What is a Geriatric Nurse?

Even the bodies of elderly people who make a spirited effort to remain healthy can begin to grow a bit wearier and less resilient to illness. Geriatric nurses specialize in providing targeted care for the preservation and potential improvement in health in aging patients, according to Discover Nursing.

Scope of Practice

In addition to connecting with patients through scheduled inpatient and outpatient appointments, geriatric nurses will commonly provide care for elderly patients on a daily, ongoing basis. The health complications of aging won’t necessarily always develop into life-threatening conditions, but at the same time, they oftentimes simply make it more challenging for aging patienrs to carry out the necessary tasks for daily self-maintenance.
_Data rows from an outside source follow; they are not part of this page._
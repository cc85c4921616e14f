use crate::generic_types::{SynthesizerEvent, SynthesizerEventKind, Utterance, UtteranceId, Voice};
use crate::language::Locale;
use crate::speech_api::SpeechSynthesizer;

#[derive(Debug, Clone, Copy, PartialEq, Eq)]
pub enum PlaybackUpdate {
    Started(UtteranceId),
    Finished(UtteranceId),
}

/// Wraps a [`SpeechSynthesizer`]: one utterance at a time, newest wins.
pub struct PlaybackAdapter<S: SpeechSynthesizer> {
    engine: S,
    current: Option<UtteranceId>,
    paused: bool,
    last_utterance: UtteranceId,
    rate: f32,
    pitch: f32,
}

/// Picks the first voice whose language tag starts with the locale's code.
pub fn select_voice(voices: &[Voice], locale: Locale) -> Option<Voice> {
    let code = locale.code();
    voices
        .iter()
        .find(|voice| {
            let lang = voice.lang.to_ascii_lowercase().replace('_', "-");
            lang == code || lang.starts_with(&format!("{code}-"))
        })
        .cloned()
}

impl<S: SpeechSynthesizer> PlaybackAdapter<S> {
    pub fn new(engine: S, rate: f32, pitch: f32) -> Self {
        Self {
            engine,
            current: None,
            paused: false,
            last_utterance: UtteranceId(0),
            rate,
            pitch,
        }
    }

    pub fn engine(&self) -> &S {
        &self.engine
    }

    pub fn is_speaking(&self) -> bool {
        self.current.is_some()
    }

    pub fn is_paused(&self) -> bool {
        self.current.is_some() && self.paused
    }

    pub fn current(&self) -> Option<UtteranceId> {
        self.current
    }

    /// Cancels whatever is playing and speaks `text` in `locale`.
    pub fn speak(&mut self, text: &str, locale: Locale) -> UtteranceId {
        self.stop();

        let voice = select_voice(&self.engine.voices(), locale);
        if voice.is_none() {
            tracing::debug!("No voice for {}; using engine default", locale);
        }
        let id = self.last_utterance.next();
        self.last_utterance = id;
        self.engine.speak(Utterance {
            id,
            text: text.to_string(),
            locale_tag: locale.speech_tag().to_string(),
            voice,
            rate: self.rate,
            pitch: self.pitch,
        });
        self.current = Some(id);
        self.paused = false;
        id
    }

    pub fn pause(&mut self) -> bool {
        if self.current.is_some() && !self.paused {
            self.engine.pause();
            self.paused = true;
            true
        } else {
            false
        }
    }

    pub fn resume(&mut self) -> bool {
        if self.current.is_some() && self.paused {
            self.engine.resume();
            self.paused = false;
            true
        } else {
            false
        }
    }

    /// Safe to call at any time; only cancels when something is playing.
    pub fn stop(&mut self) -> bool {
        match self.current.take() {
            Some(id) => {
                tracing::debug!("Cancelling utterance {}", id);
                self.engine.cancel();
                self.paused = false;
                true
            }
            None => false,
        }
    }

    pub fn handle_event(&mut self, event: SynthesizerEvent) -> Option<PlaybackUpdate> {
        if self.current != Some(event.utterance) {
            tracing::debug!("Ignoring synthesizer event for utterance {}", event.utterance);
            return None;
        }
        match event.kind {
            SynthesizerEventKind::Start => Some(PlaybackUpdate::Started(event.utterance)),
            SynthesizerEventKind::End | SynthesizerEventKind::Error => {
                if event.kind == SynthesizerEventKind::Error {
                    tracing::warn!("Synthesizer failed on utterance {}", event.utterance);
                }
                self.current = None;
                self.paused = false;
                Some(PlaybackUpdate::Finished(event.utterance))
            }
        }
    }
}

#[cfg(test)]
mod tests {
    use super::*;
    use crate::speech_api::MockSpeechSynthesizer;

    fn voices() -> Vec<Voice> {
        vec![
            Voice::new("Samantha", "en-US"),
            Voice::new("Lekha", "hi_IN"),
            Voice::new("Thomas", "fr-FR"),
        ]
    }

    fn engine() -> MockSpeechSynthesizer {
        let mut engine = MockSpeechSynthesizer::new();
        engine.expect_voices().returning(voices);
        engine
    }

    fn event(id: u64, kind: SynthesizerEventKind) -> SynthesizerEvent {
        SynthesizerEvent {
            utterance: UtteranceId(id),
            kind,
        }
    }

    #[test]
    fn selects_voice_by_prefix() {
        assert_eq!(select_voice(&voices(), Locale::Hindi).unwrap().name, "Lekha");
        assert_eq!(select_voice(&voices(), Locale::French).unwrap().name, "Thomas");
        assert_eq!(select_voice(&voices(), Locale::Tamil), None);
    }

    #[test]
    fn speak_uses_matching_voice_and_tag() {
        let mut engine = engine();
        engine
            .expect_speak()
            .withf(|u| {
                u.text == "Namaste"
                    && u.locale_tag == "hi-IN"
                    && u.voice.as_ref().map(|v| v.name.as_str()) == Some("Lekha")
            })
            .times(1)
            .return_const(());

        let mut playback = PlaybackAdapter::new(engine, 1.0, 1.0);
        let id = playback.speak("Namaste", Locale::Hindi);
        assert_eq!(id, UtteranceId(1));
        assert!(playback.is_speaking());
    }

    #[test]
    fn missing_voice_falls_back_to_default() {
        let mut engine = engine();
        engine
            .expect_speak()
            .withf(|u| u.voice.is_none() && u.locale_tag == "ta-IN")
            .times(1)
            .return_const(());

        let mut playback = PlaybackAdapter::new(engine, 1.0, 1.0);
        playback.speak("Vanakkam", Locale::Tamil);
    }

    #[test]
    fn speaking_again_cancels_previous_utterance() {
        let mut engine = engine();
        engine.expect_speak().times(2).return_const(());
        engine.expect_cancel().times(1).return_const(());

        let mut playback = PlaybackAdapter::new(engine, 1.0, 1.0);
        playback.speak("first", Locale::English);
        let second = playback.speak("second", Locale::English);
        assert_eq!(playback.current(), Some(second));
        assert_eq!(playback.handle_event(event(1, SynthesizerEventKind::End)), None);
        assert!(playback.is_speaking());
    }

    #[test]
    fn stop_is_idempotent() {
        let mut engine = engine();
        engine.expect_speak().return_const(());
        engine.expect_cancel().times(1).return_const(());

        let mut playback = PlaybackAdapter::new(engine, 1.0, 1.0);
        assert!(!playback.stop());
        playback.speak("hello", Locale::English);
        assert!(playback.stop());
        assert!(!playback.stop());
    }

    #[test]
    fn pause_and_resume_only_while_speaking() {
        let mut engine = engine();
        engine.expect_speak().return_const(());
        engine.expect_pause().times(1).return_const(());
        engine.expect_resume().times(1).return_const(());

        let mut playback = PlaybackAdapter::new(engine, 1.0, 1.0);
        assert!(!playback.pause());
        playback.speak("hello", Locale::English);
        assert!(playback.pause());
        assert!(!playback.pause());
        assert!(playback.is_paused());
        assert!(playback.resume());
        assert!(!playback.resume());
    }

    #[test]
    fn end_and_error_finish_the_current_utterance() {
        let mut engine = engine();
        engine.expect_speak().return_const(());

        let mut playback = PlaybackAdapter::new(engine, 1.0, 1.0);
        let id = playback.speak("a", Locale::English);
        assert_eq!(
            playback.handle_event(event(id.0, SynthesizerEventKind::Start)),
            Some(PlaybackUpdate::Started(id))
        );
        assert_eq!(
            playback.handle_event(event(id.0, SynthesizerEventKind::End)),
            Some(PlaybackUpdate::Finished(id))
        );
        assert!(!playback.is_speaking());

        let id = playback.speak("b", Locale::English);
        assert_eq!(
            playback.handle_event(event(id.0, SynthesizerEventKind::Error)),
            Some(PlaybackUpdate::Finished(id))
        );
    }
}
With their knowledge of the various ways that aging patients might be uniquely limited by their body and mind’s developmental state, geriatric nurses can develop corrective measures to help the patient maintain a functional state of life and at least a marginal degree of autonomy.

Caring for Elderly Patients with High-Risk Conditions

Geriatric nurses must be well-versed in the developmental paths of heavily age-correlated diseases such as Alzheimer’s. Patients whose challenges with the natural aging process are conflated with the emergence of a chronic disease are at a heightened risk of mortality from things that would be relatively benign for a young individual with no health complications.
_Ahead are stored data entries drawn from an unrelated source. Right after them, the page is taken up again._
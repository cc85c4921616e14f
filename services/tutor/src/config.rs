//! Application Configuration Module
//!
//! Loads the tutor service settings from environment variables (and a `.env`
//! file when present) into a single struct that is passed to startup code.

use secrecy::SecretString;
use std::env;
use std::str::FromStr;
use std::time::Duration;
use tracing::Level;
use tutor_core::config::{
    DEFAULT_HISTORY_TAIL, DEFAULT_NARRATION_DELAY, DEFAULT_NOTICE_TTL, SessionConfig,
};
use tutor_core::language::{FALLBACK_LOCALE, Locale};

/// Seconds to wait on the answering service before giving up on a turn.
pub const DEFAULT_ANSWERING_TIMEOUT_SECS: u64 = 30;

#[derive(Debug, Clone, Copy, PartialEq)]
pub enum AnsweringProvider {
    /// POST turns to `ANSWERING_URL`.
    Http,
    /// Answer locally from the lesson text.
    Offline,
}

/// Holds all configuration loaded from the environment.
#[derive(Debug)]
pub struct Config {
    pub provider: AnsweringProvider,
    pub answering_url: Option<String>,
    pub answering_api_key: Option<SecretString>,
    pub answering_timeout: Duration,
    pub language: Locale,
    pub history_tail: usize,
    pub notice_ttl: Duration,
    pub narration_delay: Duration,
    pub log_level: Level,
}

/// A custom error type for configuration loading failures.
#[derive(Debug, PartialEq, thiserror::Error)]
pub enum ConfigError {
    #[error("Missing environment variable: {0}")]
    MissingVar(String),
    #[error("Unknown answering provider: {0} (expected \"http\" or \"offline\")")]
    UnknownProvider(String),
    #[error("Unsupported language code in TUTOR_LANGUAGE: {0}")]
    UnknownLanguage(String),
    #[error("Invalid value for {var}: {value}")]
    InvalidValue { var: String, value: String },
    #[error("Invalid log level provided for RUST_LOG: {0}")]
    InvalidLogLevel(String),
}

impl Config {
    /// Loads configuration from environment variables.
    ///
    // *   `ANSWERING_PROVIDER`: "http" (default) or "offline".
    // *   `ANSWERING_URL`: Endpoint that receives each turn. Required for "http".
    // *   `ANSWERING_API_KEY`: (Optional) Sent as a bearer token.
    // *   `ANSWERING_TIMEOUT_SECS`: (Optional) Defaults to 30.
    // *   `TUTOR_LANGUAGE`: (Optional) Starting language code. Defaults to "en".
    // *   `HISTORY_TAIL`, `NOTICE_TTL_MS`, `NARRATION_DELAY_MS`: (Optional) Session tunables.
    // *   `RUST_LOG`: (Optional) The logging level. Defaults to "INFO".
    pub fn from_env() -> Result<Self, ConfigError> {
        // Load .env file. This is useful for local development and is ignored if not present.
        dotenvy::dotenv().ok();
        Self::from_lookup(|key| env::var(key).ok())
    }

    /// Same as [`Config::from_env`], reading variables through `lookup`.
    pub fn from_lookup(lookup: impl Fn(&str) -> Option<String>) -> Result<Self, ConfigError> {
        let provider = match lookup("ANSWERING_PROVIDER")
            .unwrap_or_else(|| "http".to_string())
            .to_lowercase()
            .as_str()
        {
            "http" => AnsweringProvider::Http,
            "offline" => AnsweringProvider::Offline,
            other => return Err(ConfigError::UnknownProvider(other.to_string())),
        };

        let answering_url = lookup("ANSWERING_URL").filter(|url| !url.trim().is_empty());
        if provider == AnsweringProvider::Http && answering_url.is_none() {
            return Err(ConfigError::MissingVar(
                "ANSWERING_URL must be set for the http provider".to_string(),
            ));
        }
        let answering_api_key = lookup("ANSWERING_API_KEY")
            .filter(|key| !key.is_empty())
            .map(SecretString::from);

        let answering_timeout = Duration::from_secs(parse_or(
            &lookup,
            "ANSWERING_TIMEOUT_SECS",
            DEFAULT_ANSWERING_TIMEOUT_SECS,
        )?);

        let language = match lookup("TUTOR_LANGUAGE") {
            Some(code) => {
                Locale::from_code(&code).ok_or_else(|| ConfigError::UnknownLanguage(code))?
            }
            None => FALLBACK_LOCALE,
        };

        let history_tail = parse_or(&lookup, "HISTORY_TAIL", DEFAULT_HISTORY_TAIL)?;
        let notice_ttl = Duration::from_millis(parse_or(
            &lookup,
            "NOTICE_TTL_MS",
            DEFAULT_NOTICE_TTL.as_millis() as u64,
        )?);
        let narration_delay = Duration::from_millis(parse_or(
            &lookup,
            "NARRATION_DELAY_MS",
            DEFAULT_NARRATION_DELAY.as_millis() as u64,
        )?);

        let log_level_str = lookup("RUST_LOG").unwrap_or_else(|| "INFO".to_string());
        let log_level = log_level_str
            .parse::<Level>()
            .map_err(|_| ConfigError::InvalidLogLevel(log_level_str))?;

        Ok(Self {
            provider,
            answering_url,
            answering_api_key,
            answering_timeout,
            language,
            history_tail,
            notice_ttl,
            narration_delay,
            log_level,
        })
    }

    /// Session tunables, with the command-line overrides applied.
    pub fn session_config(&self, language: Option<Locale>, start_muted: bool) -> SessionConfig {
        SessionConfig {
            history_tail: self.history_tail,
            notice_ttl: self.notice_ttl,
            narration_delay: self.narration_delay,
            language: language.unwrap_or(self.language),
            start_muted,
            ..SessionConfig::default()
        }
    }
}

fn parse_or<T: FromStr>(
    lookup: &impl Fn(&str) -> Option<String>,
    var: &str,
    default: T,
) -> Result<T, ConfigError> {
    match lookup(var) {
        Some(value) => value.trim().parse().map_err(|_| ConfigError::InvalidValue {
            var: var.to_string(),
            value,
        }),
        None => Ok(default),
    }
}

#[cfg(test)]
mod tests {
    use super::*;
    use secrecy::ExposeSecret;
    use std::collections::HashMap;

    fn lookup(vars: &[(&str, &str)]) -> impl Fn(&str) -> Option<String> {
        let vars: HashMap<String, String> = vars
            .iter()
            .map(|(k, v)| (k.to_string(), v.to_string()))
            .collect();
        move |key| vars.get(key).cloned()
    }

    #[test]
    fn http_provider_with_defaults() {
        let config =
            Config::from_lookup(lookup(&[("ANSWERING_URL", "http://localhost:8080/turn")]))
                .unwrap();

        assert_eq!(config.provider, AnsweringProvider::Http);
        assert_eq!(
            config.answering_url.as_deref(),
            Some("http://localhost:8080/turn")
        );
        assert!(config.answering_api_key.is_none());
        assert_eq!(config.answering_timeout, Duration::from_secs(30));
        assert_eq!(config.language, Locale::English);
        assert_eq!(config.history_tail, DEFAULT_HISTORY_TAIL);
        assert_eq!(config.notice_ttl, DEFAULT_NOTICE_TTL);
        assert_eq!(config.log_level, Level::INFO);
    }

    #[test]
    fn http_provider_requires_url() {
        let err = Config::from_lookup(lookup(&[])).unwrap_err();
        assert!(matches!(err, ConfigError::MissingVar(_)));
    }

    #[test]
    fn offline_provider_needs_no_url() {
        let config = Config::from_lookup(lookup(&[("ANSWERING_PROVIDER", "Offline")])).unwrap();
        assert_eq!(config.provider, AnsweringProvider::Offline);
        assert!(config.answering_url.is_none());
    }

    #[test]
    fn reads_overrides() {
        let config = Config::from_lookup(lookup(&[
            ("ANSWERING_PROVIDER", "offline"),
            ("ANSWERING_API_KEY", "sk-123"),
            ("ANSWERING_TIMEOUT_SECS", "5"),
            ("TUTOR_LANGUAGE", "hi-IN"),
            ("HISTORY_TAIL", "2"),
            ("NOTICE_TTL_MS", "1500"),
            ("NARRATION_DELAY_MS", "0"),
            ("RUST_LOG", "debug"),
        ]))
        .unwrap();

        assert_eq!(
            config.answering_api_key.as_ref().map(|k| k.expose_secret()),
            Some("sk-123")
        );
        assert_eq!(config.answering_timeout, Duration::from_secs(5));
        assert_eq!(config.language, Locale::Hindi);
        assert_eq!(config.history_tail, 2);
        assert_eq!(config.notice_ttl, Duration::from_millis(1500));
        assert_eq!(config.narration_delay, Duration::ZERO);
        assert_eq!(config.log_level, Level::DEBUG);
    }

    #[test]
    fn rejects_bad_values() {
        let base = [("ANSWERING_PROVIDER", "offline")];

        let err = Config::from_lookup(lookup(&[("ANSWERING_PROVIDER", "carrier-pigeon")]))
            .unwrap_err();
        assert_eq!(err, ConfigError::UnknownProvider("carrier-pigeon".into()));

        let err = Config::from_lookup(lookup(&[base[0], ("TUTOR_LANGUAGE", "xx")])).unwrap_err();
        assert_eq!(err, ConfigError::UnknownLanguage("xx".into()));

        let err = Config::from_lookup(lookup(&[base[0], ("HISTORY_TAIL", "many")])).unwrap_err();
        assert_eq!(
            err,
            ConfigError::InvalidValue {
                var: "HISTORY_TAIL".into(),
                value: "many".into(),
            }
        );

        let err = Config::from_lookup(lookup(&[base[0], ("RUST_LOG", "loud")])).unwrap_err();
        assert_eq!(err, ConfigError::InvalidLogLevel("loud".into()));
    }

    #[test]
    fn command_line_overrides_win() {
        let config = Config::from_lookup(lookup(&[("ANSWERING_PROVIDER", "offline")])).unwrap();
        let session = config.session_config(Some(Locale::Tamil), true);
        assert_eq!(session.language, Locale::Tamil);
        assert!(session.start_muted);
        assert_eq!(session.speech_rate, 1.0);
    }
}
Geriatric nurses will not only be trained in the proper methods of providing both treatment and preventative care for age-related diseases, but also in the proper ways to help patients cope with the emotional duress that can result from a sense of helplessness.

Common Specific Duties

While geriatric nurses are placed in a diverse array of different professional settings and facilities, most of them share a common set of core responsibilities to carry out their roles as geriatric care practitioners.

Geriatric nurses regularly conduct periodic check-ups and in-depth examinations to assess the health of their elderly patients over time. Because many elderly patients are at risk of falling ill at a swifter rate than younger individuals with immune systems in peak form, geriatric nurses must pay close and frequent attention to detect any subtle warning signs of early stage illness that could rapidly worsen if not addressed proactively.
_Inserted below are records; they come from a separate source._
//! Text transforms applied to replies before they are shown or spoken.

use regex_lite::Regex;
use std::sync::OnceLock;

/// Shown instead of an upstream error page.
pub const SERVICE_UNAVAILABLE_MESSAGE: &str =
    "The tutoring service is temporarily unavailable. Please try again in a moment.";

/// Segments averaging at least this many characters are prose, not a list.
pub const BULLET_SEGMENT_THRESHOLD: usize = 200;

const BULLET_GLYPHS: [char; 6] = ['•', '●', '▪', '◦', '‣', '∙'];

const HTML_MARKERS: [&str; 3] = ["<html", "<!doctype", "<head>"];

const UPSTREAM_EXCEPTION_MARKERS: [&str; 7] = [
    "traceback (most recent call last)",
    "internal server error",
    "502 bad gateway",
    "503 service unavailable",
    "504 gateway time-out",
    "upstream connect error",
    "modelunavailableexception",
];

/// Replaces error pages and upstream exception dumps with a friendly message.
///
/// Exception markers only count at the start of the first line; prose that
/// mentions one is kept.
pub fn sanitize(text: &str) -> String {
    let lowered = text.to_lowercase();
    let is_error_page =
        HTML_MARKERS.iter().any(|m| lowered.contains(m)) || opens_with_exception(&lowered);
    if is_error_page {
        tracing::warn!("Reply looks like an upstream error page; replacing it");
        SERVICE_UNAVAILABLE_MESSAGE.to_string()
    } else {
        text.to_string()
    }
}

// `lowered` must already be lowercase. A leading status code such as
// "500 " or "500: " is skipped before matching.
fn opens_with_exception(lowered: &str) -> bool {
    let first_line = lowered.trim_start().lines().next().unwrap_or_default();
    let after_status = first_line
        .trim_start_matches(|c: char| c.is_ascii_digit())
        .trim_start_matches([':', '-', ' ']);
    UPSTREAM_EXCEPTION_MARKERS
        .iter()
        .any(|m| first_line.starts_with(m) || after_status.starts_with(m))
}

/// Turns `• a • b • c` style runs into one `- item` per line.
///
/// Text before the first glyph is kept as a plain leading line. Anything that
/// splits into a single segment, or whose segments are long enough to read as
/// prose, comes back unchanged.
pub fn reflow_bullets(text: &str) -> String {
    if !text.contains(BULLET_GLYPHS) {
        return text.to_string();
    }

    let mut parts = text.split(BULLET_GLYPHS);
    let lead = parts.next().map(str::trim).unwrap_or_default();
    let items: Vec<&str> = parts.map(str::trim).filter(|s| !s.is_empty()).collect();

    let segment_count = items.len() + usize::from(!lead.is_empty());
    if segment_count <= 1 {
        return text.to_string();
    }
    let total_chars: usize = items.iter().map(|s| s.chars().count()).sum::<usize>()
        + lead.chars().count();
    if total_chars / segment_count >= BULLET_SEGMENT_THRESHOLD {
        return text.to_string();
    }

    let mut lines = Vec::with_capacity(segment_count);
    if !lead.is_empty() {
        lines.push(lead.to_string());
    }
    lines.extend(items.into_iter().map(|item| format!("- {item}")));
    lines.join("\n")
}

fn html_tag_regex() -> &'static Regex {
    static RE: OnceLock<Regex> = OnceLock::new();
    RE.get_or_init(|| Regex::new(r"</?[A-Za-z][^>]*>").expect("valid html tag regex"))
}

fn image_regex() -> &'static Regex {
    static RE: OnceLock<Regex> = OnceLock::new();
    RE.get_or_init(|| Regex::new(r"!\[[^\]]*\]\([^)]*\)").expect("valid image regex"))
}

fn link_regex() -> &'static Regex {
    static RE: OnceLock<Regex> = OnceLock::new();
    RE.get_or_init(|| Regex::new(r"\[([^\]]*)\]\([^)]*\)").expect("valid link regex"))
}

fn line_marker_regex() -> &'static Regex {
    static RE: OnceLock<Regex> = OnceLock::new();
    RE.get_or_init(|| {
        Regex::new(r"(?m)^[ \t]*(?:#{1,6}[ \t]+|>[ \t]*|[-*+][ \t]+|\d+[.)][ \t]+)")
            .expect("valid line marker regex")
    })
}

fn emphasis_regex() -> &'static Regex {
    static RE: OnceLock<Regex> = OnceLock::new();
    RE.get_or_init(|| Regex::new(r"\*\*|__|~~|[*`]").expect("valid emphasis regex"))
}

fn whitespace_regex() -> &'static Regex {
    static RE: OnceLock<Regex> = OnceLock::new();
    RE.get_or_init(|| Regex::new(r"\s+").expect("valid whitespace regex"))
}

/// Flattens markup into continuous prose for the speech engine.
pub fn strip_for_speech(text: &str) -> String {
    let text = html_tag_regex().replace_all(text, " ");
    let text = image_regex().replace_all(&text, " ");
    let text = link_regex().replace_all(&text, "$1");
    let text = line_marker_regex().replace_all(&text, "");
    let text = emphasis_regex().replace_all(&text, "");
    let text = text.replace(BULLET_GLYPHS, " ");
    whitespace_regex().replace_all(&text, " ").trim().to_string()
}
Based on the information that geriatric nurses gain from the frequent examinations, they can create highly personalized plans for elderly patient care. Beyond the routine tasks of conducting check-ups and collecting data from examinations of the patient’s ongoing condition, geriatric nurses will also provide any necessary assistance in maintaining basic hygiene.

Rehabilitation, Pain Management and Medicinal Administration

If their patient suffers from a functionally-impairing injury, geriatric nurses will have a central role in assisting the patient in their path to rehabilitation. The geriatic nurse can also provide assistance with chronic or acute pain management treatment that the patient may be undergoing.

As some of the functional consequences of aging and age-related diseases might impair a patient’s ability to medicate themselves, the patient’s prescription medication may be regularly administered by the geriatric nurse themselves if necessary.

Related Resource: 5 Reasons to Get Your RN to BSN

Job Outlook

The Bureau of Labor Statistics predicts that registered nurses (RNs) such as geriatric nurses will see a fairly rapid job growth rate of approximately 16 percent by the year 2024. The BLS counted approximately 2,751,000 RNs in 2014, and the average income is just under $67,500 a year.